WHAT TO PRODUCE >>
Whenever a line below includes the string "kept", show it.

● ● ● ● ● ● ●

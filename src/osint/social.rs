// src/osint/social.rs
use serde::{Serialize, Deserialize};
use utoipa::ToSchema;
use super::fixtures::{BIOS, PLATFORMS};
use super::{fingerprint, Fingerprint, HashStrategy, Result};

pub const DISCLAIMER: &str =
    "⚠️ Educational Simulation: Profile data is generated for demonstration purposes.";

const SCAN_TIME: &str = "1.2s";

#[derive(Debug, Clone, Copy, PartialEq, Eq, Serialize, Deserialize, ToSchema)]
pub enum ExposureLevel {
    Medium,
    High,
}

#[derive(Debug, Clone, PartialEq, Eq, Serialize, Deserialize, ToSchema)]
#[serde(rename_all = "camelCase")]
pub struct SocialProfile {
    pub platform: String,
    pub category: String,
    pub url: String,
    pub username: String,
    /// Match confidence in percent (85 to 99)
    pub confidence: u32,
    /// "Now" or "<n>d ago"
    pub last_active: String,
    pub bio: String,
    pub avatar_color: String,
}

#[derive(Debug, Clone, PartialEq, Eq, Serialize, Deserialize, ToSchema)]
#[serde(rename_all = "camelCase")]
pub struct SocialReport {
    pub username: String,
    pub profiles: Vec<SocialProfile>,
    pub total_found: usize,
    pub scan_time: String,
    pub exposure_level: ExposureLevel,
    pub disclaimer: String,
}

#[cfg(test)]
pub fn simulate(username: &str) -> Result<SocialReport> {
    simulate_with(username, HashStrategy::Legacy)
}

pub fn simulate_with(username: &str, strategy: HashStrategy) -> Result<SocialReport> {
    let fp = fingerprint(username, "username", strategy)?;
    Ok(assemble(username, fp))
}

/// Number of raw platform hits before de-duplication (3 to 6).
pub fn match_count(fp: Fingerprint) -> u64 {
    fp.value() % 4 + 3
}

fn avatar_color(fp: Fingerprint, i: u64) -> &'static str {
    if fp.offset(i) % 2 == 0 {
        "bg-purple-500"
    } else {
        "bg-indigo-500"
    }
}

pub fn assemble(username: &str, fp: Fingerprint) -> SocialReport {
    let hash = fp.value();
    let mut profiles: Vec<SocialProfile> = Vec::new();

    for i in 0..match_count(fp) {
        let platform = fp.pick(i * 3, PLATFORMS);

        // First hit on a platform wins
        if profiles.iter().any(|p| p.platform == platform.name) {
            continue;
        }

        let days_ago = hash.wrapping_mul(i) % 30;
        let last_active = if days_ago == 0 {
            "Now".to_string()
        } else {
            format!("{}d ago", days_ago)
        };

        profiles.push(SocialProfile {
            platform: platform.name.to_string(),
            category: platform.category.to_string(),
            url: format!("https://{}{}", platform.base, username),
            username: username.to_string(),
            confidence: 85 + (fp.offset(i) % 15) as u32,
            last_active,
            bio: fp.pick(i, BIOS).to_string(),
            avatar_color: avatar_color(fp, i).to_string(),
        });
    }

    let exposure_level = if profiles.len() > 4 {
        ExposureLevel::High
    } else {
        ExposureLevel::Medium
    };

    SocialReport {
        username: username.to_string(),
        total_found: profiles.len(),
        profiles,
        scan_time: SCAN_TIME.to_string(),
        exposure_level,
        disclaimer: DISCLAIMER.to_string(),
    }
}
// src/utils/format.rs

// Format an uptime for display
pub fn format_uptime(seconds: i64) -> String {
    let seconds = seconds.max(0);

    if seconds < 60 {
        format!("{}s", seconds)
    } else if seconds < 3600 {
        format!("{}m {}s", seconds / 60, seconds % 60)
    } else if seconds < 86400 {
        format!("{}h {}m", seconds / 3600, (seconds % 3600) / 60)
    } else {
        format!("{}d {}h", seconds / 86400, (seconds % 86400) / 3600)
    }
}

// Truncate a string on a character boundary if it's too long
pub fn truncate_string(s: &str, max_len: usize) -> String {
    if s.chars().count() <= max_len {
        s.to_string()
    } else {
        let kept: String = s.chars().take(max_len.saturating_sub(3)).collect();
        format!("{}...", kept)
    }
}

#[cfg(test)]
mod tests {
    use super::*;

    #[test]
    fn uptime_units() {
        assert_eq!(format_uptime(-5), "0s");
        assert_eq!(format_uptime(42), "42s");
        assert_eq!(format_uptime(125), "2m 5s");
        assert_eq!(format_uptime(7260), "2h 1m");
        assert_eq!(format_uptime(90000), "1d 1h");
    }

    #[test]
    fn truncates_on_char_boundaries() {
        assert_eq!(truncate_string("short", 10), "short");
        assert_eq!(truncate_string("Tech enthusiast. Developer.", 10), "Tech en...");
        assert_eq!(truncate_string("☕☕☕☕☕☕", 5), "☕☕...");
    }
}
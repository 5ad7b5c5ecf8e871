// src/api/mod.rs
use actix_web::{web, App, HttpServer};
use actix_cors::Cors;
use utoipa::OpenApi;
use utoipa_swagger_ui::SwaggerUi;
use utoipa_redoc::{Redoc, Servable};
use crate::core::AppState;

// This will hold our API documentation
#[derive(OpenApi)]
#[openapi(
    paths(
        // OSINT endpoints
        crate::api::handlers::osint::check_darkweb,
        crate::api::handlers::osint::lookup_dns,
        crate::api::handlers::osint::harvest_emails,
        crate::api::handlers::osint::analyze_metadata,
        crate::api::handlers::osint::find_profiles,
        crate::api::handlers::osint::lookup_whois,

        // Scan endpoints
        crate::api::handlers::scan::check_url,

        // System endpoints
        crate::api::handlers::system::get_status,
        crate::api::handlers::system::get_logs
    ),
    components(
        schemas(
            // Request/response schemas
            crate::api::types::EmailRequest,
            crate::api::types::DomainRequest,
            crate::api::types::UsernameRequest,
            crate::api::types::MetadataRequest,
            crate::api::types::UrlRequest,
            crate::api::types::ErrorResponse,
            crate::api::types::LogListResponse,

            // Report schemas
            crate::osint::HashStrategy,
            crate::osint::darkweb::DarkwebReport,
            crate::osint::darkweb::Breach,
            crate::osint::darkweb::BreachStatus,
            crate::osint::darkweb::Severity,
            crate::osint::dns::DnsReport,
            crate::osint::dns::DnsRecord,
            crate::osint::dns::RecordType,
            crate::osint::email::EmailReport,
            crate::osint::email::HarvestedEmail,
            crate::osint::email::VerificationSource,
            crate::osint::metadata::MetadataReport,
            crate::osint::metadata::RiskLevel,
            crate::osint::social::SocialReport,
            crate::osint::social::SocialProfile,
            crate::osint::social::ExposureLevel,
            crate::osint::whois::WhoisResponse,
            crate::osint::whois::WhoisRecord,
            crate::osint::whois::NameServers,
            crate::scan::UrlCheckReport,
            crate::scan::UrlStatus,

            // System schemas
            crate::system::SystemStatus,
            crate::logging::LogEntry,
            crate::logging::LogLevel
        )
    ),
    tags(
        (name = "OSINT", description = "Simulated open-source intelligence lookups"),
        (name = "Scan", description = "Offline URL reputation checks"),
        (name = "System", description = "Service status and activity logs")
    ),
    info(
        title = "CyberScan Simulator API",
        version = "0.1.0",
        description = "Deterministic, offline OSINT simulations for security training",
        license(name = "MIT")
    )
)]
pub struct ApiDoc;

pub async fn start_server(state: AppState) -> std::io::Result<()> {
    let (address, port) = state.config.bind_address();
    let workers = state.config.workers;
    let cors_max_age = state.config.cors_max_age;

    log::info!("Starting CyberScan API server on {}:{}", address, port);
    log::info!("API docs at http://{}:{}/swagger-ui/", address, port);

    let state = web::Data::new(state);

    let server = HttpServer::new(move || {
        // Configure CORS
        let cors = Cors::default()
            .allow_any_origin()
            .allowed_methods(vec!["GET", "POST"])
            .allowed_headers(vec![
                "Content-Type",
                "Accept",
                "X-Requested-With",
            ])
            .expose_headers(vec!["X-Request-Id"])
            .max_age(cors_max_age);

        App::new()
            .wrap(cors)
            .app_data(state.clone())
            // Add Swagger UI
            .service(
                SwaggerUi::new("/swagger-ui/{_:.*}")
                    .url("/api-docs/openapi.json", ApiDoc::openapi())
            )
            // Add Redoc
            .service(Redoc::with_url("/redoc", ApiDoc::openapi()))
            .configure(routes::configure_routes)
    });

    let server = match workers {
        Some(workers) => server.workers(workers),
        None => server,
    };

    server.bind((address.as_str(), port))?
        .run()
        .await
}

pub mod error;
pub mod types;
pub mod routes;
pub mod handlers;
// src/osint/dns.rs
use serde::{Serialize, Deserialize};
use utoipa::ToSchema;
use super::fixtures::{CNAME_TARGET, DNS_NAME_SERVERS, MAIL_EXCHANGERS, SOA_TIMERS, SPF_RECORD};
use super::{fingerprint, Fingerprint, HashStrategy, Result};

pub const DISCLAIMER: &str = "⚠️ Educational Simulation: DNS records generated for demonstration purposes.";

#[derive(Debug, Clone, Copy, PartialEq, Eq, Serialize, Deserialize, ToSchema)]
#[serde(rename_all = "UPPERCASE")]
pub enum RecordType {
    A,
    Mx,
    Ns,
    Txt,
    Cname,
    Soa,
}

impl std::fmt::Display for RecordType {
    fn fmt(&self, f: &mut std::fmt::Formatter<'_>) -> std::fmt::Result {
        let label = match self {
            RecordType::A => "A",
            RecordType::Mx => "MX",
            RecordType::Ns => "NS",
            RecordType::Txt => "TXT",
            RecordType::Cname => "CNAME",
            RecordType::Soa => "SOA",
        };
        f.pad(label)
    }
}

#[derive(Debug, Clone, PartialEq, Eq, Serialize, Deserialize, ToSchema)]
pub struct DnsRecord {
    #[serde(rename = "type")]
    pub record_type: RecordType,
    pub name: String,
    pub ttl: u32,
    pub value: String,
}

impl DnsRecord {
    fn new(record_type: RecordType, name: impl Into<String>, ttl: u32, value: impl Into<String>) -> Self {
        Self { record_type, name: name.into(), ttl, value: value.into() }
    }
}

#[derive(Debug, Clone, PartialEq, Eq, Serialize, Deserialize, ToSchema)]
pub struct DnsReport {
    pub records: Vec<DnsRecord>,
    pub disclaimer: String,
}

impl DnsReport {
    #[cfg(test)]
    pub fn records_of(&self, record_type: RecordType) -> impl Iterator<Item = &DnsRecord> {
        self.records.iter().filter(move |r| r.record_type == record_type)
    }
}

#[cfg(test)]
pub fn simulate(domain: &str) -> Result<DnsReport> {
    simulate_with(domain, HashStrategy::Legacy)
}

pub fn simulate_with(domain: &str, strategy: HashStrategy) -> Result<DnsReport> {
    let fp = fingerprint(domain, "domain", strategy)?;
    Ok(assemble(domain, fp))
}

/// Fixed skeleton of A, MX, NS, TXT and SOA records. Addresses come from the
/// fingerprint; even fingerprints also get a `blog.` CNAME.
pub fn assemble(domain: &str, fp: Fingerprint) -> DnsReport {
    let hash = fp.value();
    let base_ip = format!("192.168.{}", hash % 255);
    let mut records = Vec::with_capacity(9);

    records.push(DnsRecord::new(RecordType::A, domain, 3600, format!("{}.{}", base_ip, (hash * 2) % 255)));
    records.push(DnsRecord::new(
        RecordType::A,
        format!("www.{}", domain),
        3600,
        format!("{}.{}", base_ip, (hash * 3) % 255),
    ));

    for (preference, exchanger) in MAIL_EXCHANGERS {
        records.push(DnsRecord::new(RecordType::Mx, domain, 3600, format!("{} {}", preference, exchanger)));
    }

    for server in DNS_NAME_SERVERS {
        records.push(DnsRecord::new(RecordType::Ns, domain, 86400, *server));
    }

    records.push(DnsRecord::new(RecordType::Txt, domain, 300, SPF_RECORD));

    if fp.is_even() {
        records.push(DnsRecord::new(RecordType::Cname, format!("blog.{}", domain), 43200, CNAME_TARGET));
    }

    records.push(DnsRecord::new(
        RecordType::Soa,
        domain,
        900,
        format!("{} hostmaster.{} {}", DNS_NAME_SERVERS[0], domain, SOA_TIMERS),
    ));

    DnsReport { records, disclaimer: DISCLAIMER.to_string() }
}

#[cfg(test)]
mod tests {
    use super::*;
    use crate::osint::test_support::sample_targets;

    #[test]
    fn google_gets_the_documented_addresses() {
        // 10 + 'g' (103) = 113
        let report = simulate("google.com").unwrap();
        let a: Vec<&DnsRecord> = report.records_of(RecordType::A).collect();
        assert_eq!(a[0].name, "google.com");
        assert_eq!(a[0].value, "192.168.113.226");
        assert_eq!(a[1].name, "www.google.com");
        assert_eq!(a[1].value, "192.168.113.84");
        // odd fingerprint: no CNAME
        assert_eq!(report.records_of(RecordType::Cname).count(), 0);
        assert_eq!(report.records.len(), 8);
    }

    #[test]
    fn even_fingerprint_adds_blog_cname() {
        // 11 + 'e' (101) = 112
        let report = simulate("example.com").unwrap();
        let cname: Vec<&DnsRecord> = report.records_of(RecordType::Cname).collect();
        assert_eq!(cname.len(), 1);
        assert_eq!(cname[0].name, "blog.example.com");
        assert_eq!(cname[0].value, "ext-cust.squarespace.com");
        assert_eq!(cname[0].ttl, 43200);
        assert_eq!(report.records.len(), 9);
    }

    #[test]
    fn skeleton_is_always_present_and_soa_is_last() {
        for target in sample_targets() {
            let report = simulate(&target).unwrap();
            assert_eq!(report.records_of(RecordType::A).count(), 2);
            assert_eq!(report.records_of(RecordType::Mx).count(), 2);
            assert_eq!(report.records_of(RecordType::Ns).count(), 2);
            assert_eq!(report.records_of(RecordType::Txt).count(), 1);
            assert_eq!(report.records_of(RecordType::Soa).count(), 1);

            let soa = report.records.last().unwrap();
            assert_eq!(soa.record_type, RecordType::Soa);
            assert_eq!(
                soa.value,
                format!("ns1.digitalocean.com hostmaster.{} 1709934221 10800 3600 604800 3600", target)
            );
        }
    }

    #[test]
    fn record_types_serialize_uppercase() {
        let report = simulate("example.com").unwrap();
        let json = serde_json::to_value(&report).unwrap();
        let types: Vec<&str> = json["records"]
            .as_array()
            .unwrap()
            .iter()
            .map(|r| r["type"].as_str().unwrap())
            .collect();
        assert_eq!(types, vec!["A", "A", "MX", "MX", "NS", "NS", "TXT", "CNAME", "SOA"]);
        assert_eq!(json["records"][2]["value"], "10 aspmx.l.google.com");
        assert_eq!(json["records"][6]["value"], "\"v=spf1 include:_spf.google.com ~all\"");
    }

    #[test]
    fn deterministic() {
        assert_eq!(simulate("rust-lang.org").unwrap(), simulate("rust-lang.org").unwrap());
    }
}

● ● ● ● ● ● ●

RESPONSE FOR THIS EXERCISE >>
        let kept: String = s.chars().take(max_len.saturating_sub(3)).collect();
        format!("{}...", kept)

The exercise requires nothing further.